Fig.1. System Design for Instagram ‘For You‘ Page

Interviewer: Design the ‘For You’ for Instagram.

Let me start with some clarifying questions before jumping into design. First, to make sure I understand the context - What’s the primary business or product goal here? Is it maximizing short-term engagement (likes, comments, watch time), or are we focusing more on long-term retention and user satisfaction?

Interviewer: Let’s assume it's the early stage of the app, so we are focusing on short-term engagement as the first priority, and then a second priority is user retention.

Quick next question: what scale are we operating at or planning for (rough numbers are fine) — for example, typical daily active users (DAU), posts uploaded per day, and average feed requests per second? This will help me pick retrieval sizes, index choices (FAISS vs simpler), and caching strategies. If in case we don’t want to be too specific, maybe we can just define it as small/medium/large, and I’ll assume reasonable defaults.

Interviewer: Let’s assume it’s for Instagram in somewhat the early stage, and go with medium

Quick single question before I pick retrieval and model choices: what latency SLO should we target for producing the next batch of Explore posts (99th-percentile

Interviewer: Instagram offers a real-time experience, so you can base it on that.

This is a sign from the interviewer that they want you to dive into the design element quickly, and that you can assume design elements based on how Instagram is currently.

Sounds good, then I’ll assume since we have a medium scale - we have a 200ms 99p tail and proceed. I’ll also assume that since we are prioritizing engagement, short-term videos would be more of a focus in terms of content type. I’ll also assume we have interaction signals typically seen in Instagram, like impressions, view/dwell time, clicks (taps), likes, saves, shares, follows, comments, and do we reliably log timestamps and device/context for each event?

Interviewer: Yes, this sounds reasonable

Sounds good. So we’re designing the Explore feed ranking system for Instagram, focusing on short-term engagement (likes, watch time, comments), with short videos prioritized, medium scale, and 200 ms latency.

Let me think for a few moments before discussing the design.

Its ok to think for up to 2 minutes, but taking more time could take the interviewer out of the process. We want to make sure we are thinking out loud, and showcasing our thought process as much as possible.

I would be designing a multi-stage system with candidate-generation/retrieval first and then a later stage to focus on ranking and serving. Ill start first by designing the candidate generation layer. Let me know if that sounds good

Fig.2. Design for Two-Stage Recommendation System

Interviewer: Why do you use a two-stage pipeline?

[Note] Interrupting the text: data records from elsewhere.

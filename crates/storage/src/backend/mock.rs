//! In-memory storage backend for testing.

use super::{Entry, EntryStream, Walk};
use crate::StorageBackend;
use crate::error::{ErrorKind, Result};
use crate::file::FileInfo;
use crate::path::validate as validate_path;
use async_stream::stream;
use async_trait::async_trait;
use std::collections::{BTreeMap, BTreeSet};
use std::path::{Path, PathBuf};
use time::OffsetDateTime;
use tokio::sync::RwLock;

#[derive(Default)]
struct State {
    files: BTreeMap<PathBuf, (OffsetDateTime, Vec<u8>)>,
    /// Directories behave like the real thing: created implicitly for new
    /// files, but never removed unless asked to.
    dirs: BTreeSet<PathBuf>,
}
impl State {
    fn insert(&mut self, path: PathBuf, modified: OffsetDateTime, data: Vec<u8>) {
        let mut parent = path.parent();
        while let Some(dir) = parent.filter(|p| !p.as_os_str().is_empty()) {
            self.dirs.insert(dir.to_path_buf());
            parent = dir.parent();
        }
        self.files.insert(path, (modified, data));
    }

    fn has_children(&self, dir: &Path) -> bool {
        self.files.keys().any(|f| f.parent() == Some(dir)) || self.dirs.iter().any(|d| d.parent() == Some(dir))
    }
}

/// In-memory storage backend for testing.
///
/// Files are stored in a map behind a [`RwLock`], so all trait methods can
/// operate on `&self`. Directories are tracked separately so that pruning
/// empty directories can be exercised without touching the filesystem.
///
/// # Examples
///
/// ```
/// use datum_storage::{StorageBackend, backend::MockBackend};
/// use std::path::Path;
///
/// # #[tokio::main(flavor = "current_thread")]
/// # async fn main() -> Result<(), Box<dyn std::error::Error>> {
/// let backend = MockBackend::with_files([("camera/IMG_0001.jpg", b"jpeg")]);
/// assert!(backend.exists(Path::new("camera/IMG_0001.jpg")).await?);
/// assert!(backend.is_dir(Path::new("camera")).await?);
/// # Ok(())
/// # }
/// ```
pub struct MockBackend {
    name: String,
    state: RwLock<State>,
}

impl MockBackend {
    /// Create a mock backend pre-populated with files, all modified "now".
    ///
    /// Panics if any path fails validation. If test setup is wrong, then
    /// the test should not pass.
    pub fn with_files(files: impl IntoIterator<Item = (impl Into<PathBuf>, impl Into<Vec<u8>>)>) -> Self {
        let now = OffsetDateTime::now_utc();
        let mut state = State::default();
        for (path, data) in files {
            state.insert(Self::checked(path.into()), now, data.into());
        }
        Self {
            name: "mock".to_string(),
            state: RwLock::new(state),
        }
    }

    /// Add a file with an explicit modification time.
    pub fn with_file_modified(
        mut self,
        path: impl Into<PathBuf>,
        data: impl Into<Vec<u8>>,
        modified: OffsetDateTime,
    ) -> Self {
        self.state.get_mut().insert(Self::checked(path.into()), modified, data.into());
        self
    }

    /// Add an empty directory.
    pub fn with_dir(mut self, path: impl Into<PathBuf>) -> Self {
        let path = Self::checked(path.into());
        // Inserting a placeholder child and removing it again records every
        // ancestor as well.
        let state = self.state.get_mut();
        let placeholder = path.join(".placeholder");
        state.insert(placeholder.clone(), OffsetDateTime::now_utc(), Vec::new());
        state.files.remove(&placeholder);
        self
    }

    /// Every file path currently stored, sorted.
    pub async fn paths(&self) -> Vec<PathBuf> {
        self.state.read().await.files.keys().cloned().collect()
    }

    fn checked(path: PathBuf) -> PathBuf {
        match validate_path(&path) {
            Ok(validated) => validated,
            // The panic here is DELIBERATE. MockBackend is intended to be
            // used in tests.
            Err(_) => panic!("MockBackend: invalid path {}", path.display()),
        }
    }
}
impl Default for MockBackend {
    fn default() -> Self {
        let files: [(&str, &str); 0] = [];
        Self::with_files(files)
    }
}

#[async_trait]
impl StorageBackend for MockBackend {
    fn name(&self) -> &str {
        &self.name
    }

    fn walk<'a>(&'a self, walk: &'a Walk) -> EntryStream<'a> {
        let start = match walk.start().map(validate_path).transpose() {
            Ok(start) => start,
            Err(e) => return Box::pin(futures::stream::once(async { Err(e) })),
        };

        Box::pin(stream! {
            // Snapshot under the read lock, then drop it before yielding.
            let (exists, entries) = {
                let guard = self.state.read().await;
                let exists = start.as_ref().is_none_or(|s| guard.dirs.contains(s));
                let base = start.clone().unwrap_or_default();
                // Every directory between `base` and `path` must be walkable.
                let reachable = |path: &Path| match path.strip_prefix(&base) {
                    Ok(relative) => {
                        let mut dirs: Vec<_> = relative.components().collect();
                        dirs.pop();
                        dirs.iter().all(|c| walk.descends_into(c.as_os_str()))
                    },
                    Err(_) => false,
                };
                let mut entries: Vec<Entry> = guard
                    .dirs
                    .iter()
                    .filter(|d| Some(*d) != start.as_ref() && reachable(d.as_path()) && d.file_name().is_some_and(|n| walk.descends_into(n)))
                    .map(|d| Entry::Directory(d.clone()))
                    .collect();
                entries.extend(
                    guard
                        .files
                        .iter()
                        .filter(|(path, _)| reachable(path.as_path()))
                        .map(|(path, (modified, data))| Entry::File(FileInfo::new(path.clone(), data.len() as u64, *modified))),
                );
                (exists, entries)
            };
            if !exists {
                yield Err(exn::Exn::from(ErrorKind::NotFound(start.unwrap_or_default())));
                return;
            }
            for entry in entries {
                yield Ok(entry);
            }
        })
    }

    async fn exists(&self, path: &Path) -> Result<bool> {
        let path = validate_path(path)?;
        let guard = self.state.read().await;
        Ok(guard.files.contains_key(&path) || guard.dirs.contains(&path))
    }

    async fn is_dir(&self, path: &Path) -> Result<bool> {
        let path = validate_path(path)?;
        Ok(self.state.read().await.dirs.contains(&path))
    }

    async fn read(&self, path: &Path) -> Result<Vec<u8>> {
        let path = validate_path(path)?;
        let guard = self.state.read().await;
        let (_modified, data) = guard.files.get(&path).ok_or_else(|| exn::Exn::from(ErrorKind::NotFound(path.clone())))?;
        Ok(data.clone())
    }

    async fn delete(&self, path: &Path) -> Result<()> {
        let path = validate_path(path)?;
        let mut guard = self.state.write().await;
        guard.files.remove(&path).map(|_| ()).ok_or_else(|| exn::Exn::from(ErrorKind::NotFound(path)))
    }

    async fn rename(&self, from: &Path, to: &Path) -> Result<()> {
        let from = validate_path(from)?;
        let to = validate_path(to)?;
        let mut guard = self.state.write().await;
        let (modified, data) = guard.files.remove(&from).ok_or_else(|| exn::Exn::from(ErrorKind::NotFound(from)))?;
        guard.insert(to, modified, data);
        Ok(())
    }

    async fn stat(&self, path: &Path) -> Result<FileInfo> {
        let path = validate_path(path)?;
        let guard = self.state.read().await;
        let (modified, data) = guard.files.get(&path).ok_or_else(|| exn::Exn::from(ErrorKind::NotFound(path.clone())))?;
        Ok(FileInfo::new(path.clone(), data.len() as u64, *modified))
    }

    async fn remove_dir(&self, path: &Path) -> Result<bool> {
        let path = validate_path(path)?;
        let mut guard = self.state.write().await;
        if !guard.dirs.contains(&path) {
            exn::bail!(ErrorKind::NotFound(path));
        }
        if guard.has_children(&path) {
            return Ok(false);
        }
        guard.dirs.remove(&path);
        Ok(true)
    }
}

The first layer, retrieval, will focus on recall. It aims to narrow down millions of possible videos to a few hundred using lightweight approaches like embedding models and approximate nearest neighbor search. This keeps latency low and ensures we do not miss relevant content.

The second layer, ranking, focuses on precision. It uses richer features and more complex models, such as deep neural networks, to score and order those few hundred candidates. Because it works on a smaller set, we can afford to spend more computation per item.

Interviewer: You mentioned both precision and recall. Since we discussed focusing on engagement as the first priority, which metric —precision or recall — is more important?

If the primary goal is to maximize user engagement, then precision matters more than recall. The reason is that engagement depends on the quality of what users actually see and interact with, not on what we retrieved but never showed.

Interviewer: Ok, then, if you focus on only recall in the first layer, would it hurt precision in the second layer?

So, I will adjust my training process to account for this.

I will train retrieval with downstream-aware signals. I will not only train the retriever on shallow signals like views but also use labels derived from downstream engagement, like items that produced long watch.

I will also sample negatives that the ranker scored highly but that did not get engagement. I’ll add those as hard negatives when training the retriever so it learns the fine distinctions the ranker uses.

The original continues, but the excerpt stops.